= Records shown =
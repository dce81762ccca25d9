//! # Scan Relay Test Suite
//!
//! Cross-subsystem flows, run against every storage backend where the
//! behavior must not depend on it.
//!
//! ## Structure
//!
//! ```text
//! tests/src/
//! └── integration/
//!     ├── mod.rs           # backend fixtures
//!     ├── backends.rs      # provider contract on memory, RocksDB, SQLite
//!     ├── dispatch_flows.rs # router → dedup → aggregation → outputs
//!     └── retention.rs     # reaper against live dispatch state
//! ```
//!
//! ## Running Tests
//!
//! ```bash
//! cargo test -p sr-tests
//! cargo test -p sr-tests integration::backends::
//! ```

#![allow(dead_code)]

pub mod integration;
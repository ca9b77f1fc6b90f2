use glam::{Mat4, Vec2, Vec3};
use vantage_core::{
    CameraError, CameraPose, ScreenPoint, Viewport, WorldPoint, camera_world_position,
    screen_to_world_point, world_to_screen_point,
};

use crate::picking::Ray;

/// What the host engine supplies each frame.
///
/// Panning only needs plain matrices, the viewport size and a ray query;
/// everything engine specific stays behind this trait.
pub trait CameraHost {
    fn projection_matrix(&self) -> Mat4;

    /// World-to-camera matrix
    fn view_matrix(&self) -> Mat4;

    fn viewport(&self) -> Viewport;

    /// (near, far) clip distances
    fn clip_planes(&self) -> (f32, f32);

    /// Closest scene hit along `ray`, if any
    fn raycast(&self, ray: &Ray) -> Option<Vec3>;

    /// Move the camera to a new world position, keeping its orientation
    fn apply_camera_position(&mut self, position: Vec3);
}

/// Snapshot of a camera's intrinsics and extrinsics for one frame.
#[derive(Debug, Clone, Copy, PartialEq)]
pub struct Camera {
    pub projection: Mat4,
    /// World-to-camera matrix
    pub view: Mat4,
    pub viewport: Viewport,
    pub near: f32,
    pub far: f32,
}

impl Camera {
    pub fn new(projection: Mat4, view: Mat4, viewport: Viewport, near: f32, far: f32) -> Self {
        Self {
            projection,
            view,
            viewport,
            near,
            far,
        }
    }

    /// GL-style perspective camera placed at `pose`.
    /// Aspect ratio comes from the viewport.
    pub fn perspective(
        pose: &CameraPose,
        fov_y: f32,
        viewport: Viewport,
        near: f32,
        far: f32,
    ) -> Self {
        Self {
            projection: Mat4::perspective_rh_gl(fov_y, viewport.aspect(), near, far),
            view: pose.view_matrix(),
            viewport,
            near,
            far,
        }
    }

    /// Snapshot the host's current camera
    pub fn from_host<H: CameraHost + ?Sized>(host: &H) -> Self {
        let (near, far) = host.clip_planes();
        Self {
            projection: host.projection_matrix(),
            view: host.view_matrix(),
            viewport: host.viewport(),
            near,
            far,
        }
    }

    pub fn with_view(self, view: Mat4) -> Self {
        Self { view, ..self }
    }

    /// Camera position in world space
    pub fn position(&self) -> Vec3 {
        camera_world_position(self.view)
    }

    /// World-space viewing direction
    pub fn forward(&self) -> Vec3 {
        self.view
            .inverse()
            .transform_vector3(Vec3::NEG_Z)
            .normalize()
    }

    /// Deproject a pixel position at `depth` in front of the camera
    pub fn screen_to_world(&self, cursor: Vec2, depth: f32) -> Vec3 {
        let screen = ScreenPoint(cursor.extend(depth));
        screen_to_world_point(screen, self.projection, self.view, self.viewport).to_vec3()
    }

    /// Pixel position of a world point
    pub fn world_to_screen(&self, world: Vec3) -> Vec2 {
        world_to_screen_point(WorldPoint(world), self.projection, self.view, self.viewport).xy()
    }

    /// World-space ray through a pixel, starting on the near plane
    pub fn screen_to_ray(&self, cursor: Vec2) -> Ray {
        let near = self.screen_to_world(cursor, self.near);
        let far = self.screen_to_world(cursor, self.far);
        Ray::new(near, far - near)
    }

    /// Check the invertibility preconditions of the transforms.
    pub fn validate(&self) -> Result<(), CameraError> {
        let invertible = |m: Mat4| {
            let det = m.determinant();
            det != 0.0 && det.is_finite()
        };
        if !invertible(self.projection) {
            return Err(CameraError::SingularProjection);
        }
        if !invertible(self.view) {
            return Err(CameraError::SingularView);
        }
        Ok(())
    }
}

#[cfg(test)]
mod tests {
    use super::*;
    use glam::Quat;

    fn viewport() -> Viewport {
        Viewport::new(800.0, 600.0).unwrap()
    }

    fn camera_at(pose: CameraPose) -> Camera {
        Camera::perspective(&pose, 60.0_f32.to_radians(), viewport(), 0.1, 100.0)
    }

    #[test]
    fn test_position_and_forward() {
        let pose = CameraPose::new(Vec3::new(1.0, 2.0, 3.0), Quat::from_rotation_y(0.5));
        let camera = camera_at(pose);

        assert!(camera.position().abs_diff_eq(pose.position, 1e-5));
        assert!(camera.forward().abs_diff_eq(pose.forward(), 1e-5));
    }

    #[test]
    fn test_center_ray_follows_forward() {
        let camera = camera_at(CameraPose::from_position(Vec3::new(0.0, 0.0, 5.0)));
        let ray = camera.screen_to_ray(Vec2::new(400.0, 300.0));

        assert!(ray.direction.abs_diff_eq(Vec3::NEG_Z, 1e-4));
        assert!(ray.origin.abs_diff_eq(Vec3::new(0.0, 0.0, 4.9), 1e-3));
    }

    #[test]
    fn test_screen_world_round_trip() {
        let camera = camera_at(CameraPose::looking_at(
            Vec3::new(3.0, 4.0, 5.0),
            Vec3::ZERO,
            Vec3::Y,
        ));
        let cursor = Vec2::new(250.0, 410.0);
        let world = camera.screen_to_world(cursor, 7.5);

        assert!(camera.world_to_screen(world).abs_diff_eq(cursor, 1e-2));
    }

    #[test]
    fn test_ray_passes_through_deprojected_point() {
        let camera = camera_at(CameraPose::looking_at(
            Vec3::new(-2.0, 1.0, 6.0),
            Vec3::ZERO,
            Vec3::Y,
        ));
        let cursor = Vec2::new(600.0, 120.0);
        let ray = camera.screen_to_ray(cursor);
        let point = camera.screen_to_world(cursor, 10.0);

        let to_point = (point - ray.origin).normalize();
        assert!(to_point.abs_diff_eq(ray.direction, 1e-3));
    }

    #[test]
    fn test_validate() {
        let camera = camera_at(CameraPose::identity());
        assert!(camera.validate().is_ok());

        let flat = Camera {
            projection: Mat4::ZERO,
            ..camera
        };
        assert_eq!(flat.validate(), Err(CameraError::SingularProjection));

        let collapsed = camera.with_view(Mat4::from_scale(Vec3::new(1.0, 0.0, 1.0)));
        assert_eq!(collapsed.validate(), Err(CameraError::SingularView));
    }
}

= Required action =
All of the material must appear again, exactly as given.

= Reply =
repository dce81762ccca25d9
//! # Scan Relay Test Suite
//!
//! Cross-subsystem flows, run against every storage backend where the
//! behavior must not depend on it.
//!
//! ## Structure
//!
//! ```text
//! tests/src/
//! └── integration/
//!     ├── mod.rs           # backend fixtures
//!     ├── backends.rs      # provider contract on memory, RocksDB, SQLite
//!     ├── dispatch_flows.rs # router → dedup → aggregation → outputs
//!     └── retention.rs     # reaper against live dispatch state
//! ```
//!
//! ## Running Tests
//!
//! ```bash
//! cargo test -p sr-tests
//! cargo test -p sr-tests integration::backends::
//! ```

#![allow(dead_code)]

pub mod integration;
repository ca9b77f1fc6b90f2
use glam::{Mat4, Vec2, Vec3};
use vantage_core::{
    CameraError, CameraPose, ScreenPoint, Viewport, WorldPoint, camera_world_position,
    screen_to_world_point, world_to_screen_point,
};

use crate::picking::Ray;

/// What the host engine supplies each frame.
///
/// Panning only needs plain matrices, the viewport size and a ray query;
/// everything engine specific stays behind this trait.
pub trait CameraHost {
    fn projection_matrix(&self) -> Mat4;

    /// World-to-camera matrix
    fn view_matrix(&self) -> Mat4;

    fn viewport(&self) -> Viewport;

    /// (near, far) clip distances
    fn clip_planes(&self) -> (f32, f32);

    /// Closest scene hit along `ray`, if any
    fn raycast(&self, ray: &Ray) -> Option<Vec3>;

    /// Move the camera to a new world position, keeping its orientation
    fn apply_camera_position(&mut self, position: Vec3);
}

/// Snapshot of a camera's intrinsics and extrinsics for one frame.
#[derive(Debug, Clone, Copy, PartialEq)]
pub struct Camera {
    pub projection: Mat4,
    /// World-to-camera matrix
    pub view: Mat4,
    pub viewport: Viewport,
    pub near: f32,
    pub far: f32,
}

impl Camera {
    pub fn new(projection: Mat4, view: Mat4, viewport: Viewport, near: f32, far: f32) -> Self {
        Self {
            projection,
            view,
            viewport,
            near,
            far,
        }
    }

    /// GL-style perspective camera placed at `pose`.
    /// Aspect ratio comes from the viewport.
    pub fn perspective(
        pose: &CameraPose,
        fov_y: f32,
        viewport: Viewport,
        near: f32,
        far: f32,
    ) -> Self {
        Self {
            projection: Mat4::perspective_rh_gl(fov_y, viewport.aspect(), near, far),
            view: pose.view_matrix(),
            viewport,
            near,
            far,
        }
    }

    /// Snapshot the host's current camera
    pub fn from_host<H: CameraHost + ?Sized>(host: &H) -> Self {
        let (near, far) = host.clip_planes();
        Self {
            projection: host.projection_matrix(),
            view: host.view_matrix(),
            viewport: host.viewport(),
            near,
            far,
        }
    }

    pub fn with_view(self, view: Mat4) -> Self {
        Self { view, ..self }
    }

    /// Camera position in world space
    pub fn position(&self) -> Vec3 {
        camera_world_position(self.view)
    }

    /// World-space viewing direction
    pub fn forward(&self) -> Vec3 {
        self.view
            .inverse()
            .transform_vector3(Vec3::NEG_Z)
            .normalize()
    }

    /// Deproject a pixel position at `depth` in front of the camera
    pub fn screen_to_world(&self, cursor: Vec2, depth: f32) -> Vec3 {
        let screen = ScreenPoint(cursor.extend(depth));
        screen_to_world_point(screen, self.projection, self.view, self.viewport).to_vec3()
    }

    /// Pixel position of a world point
    pub fn world_to_screen(&self, world: Vec3) -> Vec2 {
        world_to_screen_point(WorldPoint(world), self.projection, self.view, self.viewport).xy()
    }

    /// World-space ray through a pixel, starting on the near plane
    pub fn screen_to_ray(&self, cursor: Vec2) -> Ray {
        let near = self.screen_to_world(cursor, self.near);
        let far = self.screen_to_world(cursor, self.far);
        Ray::new(near, far - near)
    }

    /// Check the invertibility preconditions of the transforms.
    pub fn validate(&self) -> Result<(), CameraError> {
        let invertible = |m: Mat4| {
            let det = m.determinant();
            det != 0.0 && det.is_finite()
        };
        if !invertible(self.projection) {
            return Err(CameraError::SingularProjection);
        }
        if !invertible(self.view) {
            return Err(CameraError::SingularView);
        }
        Ok(())
    }
}

#[cfg(test)]
mod tests {
    use super::*;
    use glam::Quat;

    fn viewport() -> Viewport {
        Viewport::new(800.0, 600.0).unwrap()
    }

    fn camera_at(pose: CameraPose) -> Camera {
        Camera::perspective(&pose, 60.0_f32.to_radians(), viewport(), 0.1, 100.0)
    }

    #[test]
    fn test_position_and_forward() {
        let pose = CameraPose::new(Vec3::new(1.0, 2.0, 3.0), Quat::from_rotation_y(0.5));
        let camera = camera_at(pose);

        assert!(camera.position().abs_diff_eq(pose.position, 1e-5));
        assert!(camera.forward().abs_diff_eq(pose.forward(), 1e-5));
    }

    #[test]
    fn test_center_ray_follows_forward() {
        let camera = camera_at(CameraPose::from_position(Vec3::new(0.0, 0.0, 5.0)));
        let ray = camera.screen_to_ray(Vec2::new(400.0, 300.0));

        assert!(ray.direction.abs_diff_eq(Vec3::NEG_Z, 1e-4));
        assert!(ray.origin.abs_diff_eq(Vec3::new(0.0, 0.0, 4.9), 1e-3));
    }

    #[test]
    fn test_screen_world_round_trip() {
        let camera = camera_at(CameraPose::looking_at(
            Vec3::new(3.0, 4.0, 5.0),
            Vec3::ZERO,
            Vec3::Y,
        ));
        let cursor = Vec2::new(250.0, 410.0);
        let world = camera.screen_to_world(cursor, 7.5);

        assert!(camera.world_to_screen(world).abs_diff_eq(cursor, 1e-2));
    }

    #[test]
    fn test_ray_passes_through_deprojected_point() {
        let camera = camera_at(CameraPose::looking_at(
            Vec3::new(-2.0, 1.0, 6.0),
            Vec3::ZERO,
            Vec3::Y,
        ));
        let cursor = Vec2::new(600.0, 120.0);
        let ray = camera.screen_to_ray(cursor);
        let point = camera.screen_to_world(cursor, 10.0);

        let to_point = (point - ray.origin).normalize();
        assert!(to_point.abs_diff_eq(ray.direction, 1e-3));
    }

    #[test]
    fn test_validate() {
        let camera = camera_at(CameraPose::identity());
        assert!(camera.validate().is_ok());

        let flat = Camera {
            projection: Mat4::ZERO,
            ..camera
        };
        assert_eq!(flat.validate(), Err(CameraError::SingularProjection));

        let collapsed = camera.with_view(Mat4::from_scale(Vec3::new(1.0, 0.0, 1.0)));
        assert_eq!(collapsed.validate(), Err(CameraError::SingularView));
    }
}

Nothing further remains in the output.